In this work, we apply transient state (TRAST) imaging to monitor the quenching of dark transient states of a membrane fluorophore by spin labels in the same membrane, as a means to characterize low-frequency, intermittent interactions between molecules in cellular membranes. In TRAST, the plain, time-averaged fluorescence intensity from a sample is recorded, when subject to time-modulated excitation27,28,29. By measuring how the average fluorescence intensity varies with the excitation modulation characteristics, full kinetic information about photo-induced, non-fluorescent transient states of the fluorophores in the sample can be obtained. Like FCS, TRAST measurements combine the sensitivity of fluorescence detection with the environmental sensitivity of the long-lived triplet and other dark transient states that can be monitored. In contrast to FCS however, no particular time resolution in the fluorescence detection is required, and since TRAST measurements do not require single-molecule detection conditions, they can be applied to monitor long-lived dark transient states of fluorescent molecules in a wide range of biological samples29,30.

Here, we applied TRAST to determine the dark state kinetics of 7-nitrobenz-2-oxa-1,3-diazole-4-yl (NBD). NBD is a small fluorophore, with limited steric effects when used as a label, and is widely used for membrane studies31. We show that the transient state kinetics of NBD, when labelled to lipids in the membranes of small unilamellar vesicles (SUVs) and live cells, are strongly influenced by presence of spin-labels in the same membranes. At the same time, by regular recording, practically no effects were observed in the fluorescence intensity levels from the NBD probe molecules. We then used the TRAST approach to follow the interaction between a spin-labeled GPCR (the neurokinin 1 receptor, NK1R) and NBD-labeled lipids in the plasma membranes of live cells. NK1R is involved in several physiological and patho-physiological functions and is an important therapeutic target32. In its resting state, NK1R has been found to form clusters in the plasma membrane of 293 T cells33. After activation with its natural ligand, substance P (SP), the receptor localization then changes significantly34. This reorganization is principally the result of the fast internalization of activated receptors. We found that the transient state kinetics of the NBD labels differed significantly upon NK1R activation by its agonist SP. This reflects differences in the transient interactions between the GPCR and the labelled lipids, which could be attributed to modifications in the membrane environment upon activation. The observed changes could be monitored via the quenching rates, both on a whole-cell level, but also in a spatially resolved manner with sub-cellular resolution. This shows that the approach presented in this work can characterize and image transient interactions between GPCRs and molecules in their membrane environment, in a straightforward and widely applicable manner. Given the importance of GPCRs in cell biology and as drug targets, the central role of transient interactions in the membranes for modulating their functions, and that these interactions are very difficult to determine by other means, we believe that the presented approach will be useful in future GPCR research and drug development.

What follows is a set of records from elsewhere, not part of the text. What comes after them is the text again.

use crate::clock::angle::{self, hand_tip};
use crate::clock::time::ClockTime;

/// Hand lengths as a fraction of the dial radius.
pub const HOUR_HAND_LENGTH: f64 = 0.5;
pub const MINUTE_HAND_LENGTH: f64 = 0.8;

#[derive(Clone, Copy, Debug, PartialEq, Eq)]
pub enum Hand {
    Hour,
    Minute,
}

/// Which hand, if any, the pointer is currently holding. Only one hand can be
/// dragged at a time.
#[derive(Clone, Copy, Debug, Default, PartialEq, Eq)]
pub struct DragState {
    active: Option<Hand>,
}

impl DragState {
    pub fn active(&self) -> Option<Hand> {
        self.active
    }

    pub fn is_dragging(&self) -> bool {
        self.active.is_some()
    }

    /// Grab whichever hand tip is closest to the pointer. `dx`/`dy` are in
    /// dial-radius units; presses outside the dial are ignored.
    pub fn press(&mut self, time: ClockTime, dx: f64, dy: f64) -> Option<Hand> {
        if dx.hypot(dy) > 1.0 {
            return None;
        }
        let hand = nearest_hand(time, dx, dy);
        self.active = Some(hand);
        Some(hand)
    }

    /// Apply pointer movement to the held hand. Returns the new time when a
    /// hand is held, `None` otherwise.
    pub fn drag(&self, time: ClockTime, dx: f64, dy: f64) -> Option<ClockTime> {
        let hand = self.active?;
        // The exact centre has no direction.
        if dx == 0.0 && dy == 0.0 {
            return None;
        }
        let angle = angle::pointer_angle(dx, dy);
        Some(match hand {
            Hand::Minute => time.with_minute(angle::minute_from_angle(angle)),
            Hand::Hour => time.with_hour(angle::hour_from_angle(angle)),
        })
    }

    /// Pointer released anywhere ends the drag.
    pub fn release(&mut self) {
        self.active = None;
    }
}

fn nearest_hand(time: ClockTime, dx: f64, dy: f64) -> Hand {
    let angles = angle::hand_angles(time);
    let (hx, hy) = hand_tip(angles.hour, HOUR_HAND_LENGTH);
    let (mx, my) = hand_tip(angles.minute, MINUTE_HAND_LENGTH);
    let to_hour = (dx - hx).hypot(dy - hy);
    let to_minute = (dx - mx).hypot(dy - my);
    if to_hour < to_minute {
        Hand::Hour
    } else {
        Hand::Minute
    }
}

An instrument for wide-field TRAST microscopy was established, as further described in the Methods section. We applied low duty cycle (η = 1%) rectangular excitation pulse trains with different excitation pulse durations, w, and recorded how the average fluorescence intensity from the sample during excitation, 〈Fexc〉 (defined in Eqs. 2 and 3), varied with w (Fig. 1A). By this approach, we first quantified the photophysical properties of NBD, then investigated to what extent collision rates between the fluorescent probe (NBD) and triplet state quenchers (DOXYL/TEMPO), both labelled to lipids in the membranes of SUVs and then in live cell membranes, are reflected in the dark-state kinetics of NBD. The measurement strategy is further described in Fig. 1B.

Figure 1
figure 1

Membrane interaction assay. (A) Optical TRAST setup. The laser is modulated using an acousto-optic modulator (AOM) and defocused to produce a wide-field illumination of the sample (ω0 = 35 μm, 1/e2 radius). A stack of images acquired using different pulse durations, w, are converted to images of dark-state transition rates of the fluorophores in the sample. (B) With the NBD fluorophore and dark state quencher tagged to different lipids in a membrane, low-frequency collisional interactions between these lipids will be sufficient to quench the NBD dark state and can be observed in the recorded TRAST images.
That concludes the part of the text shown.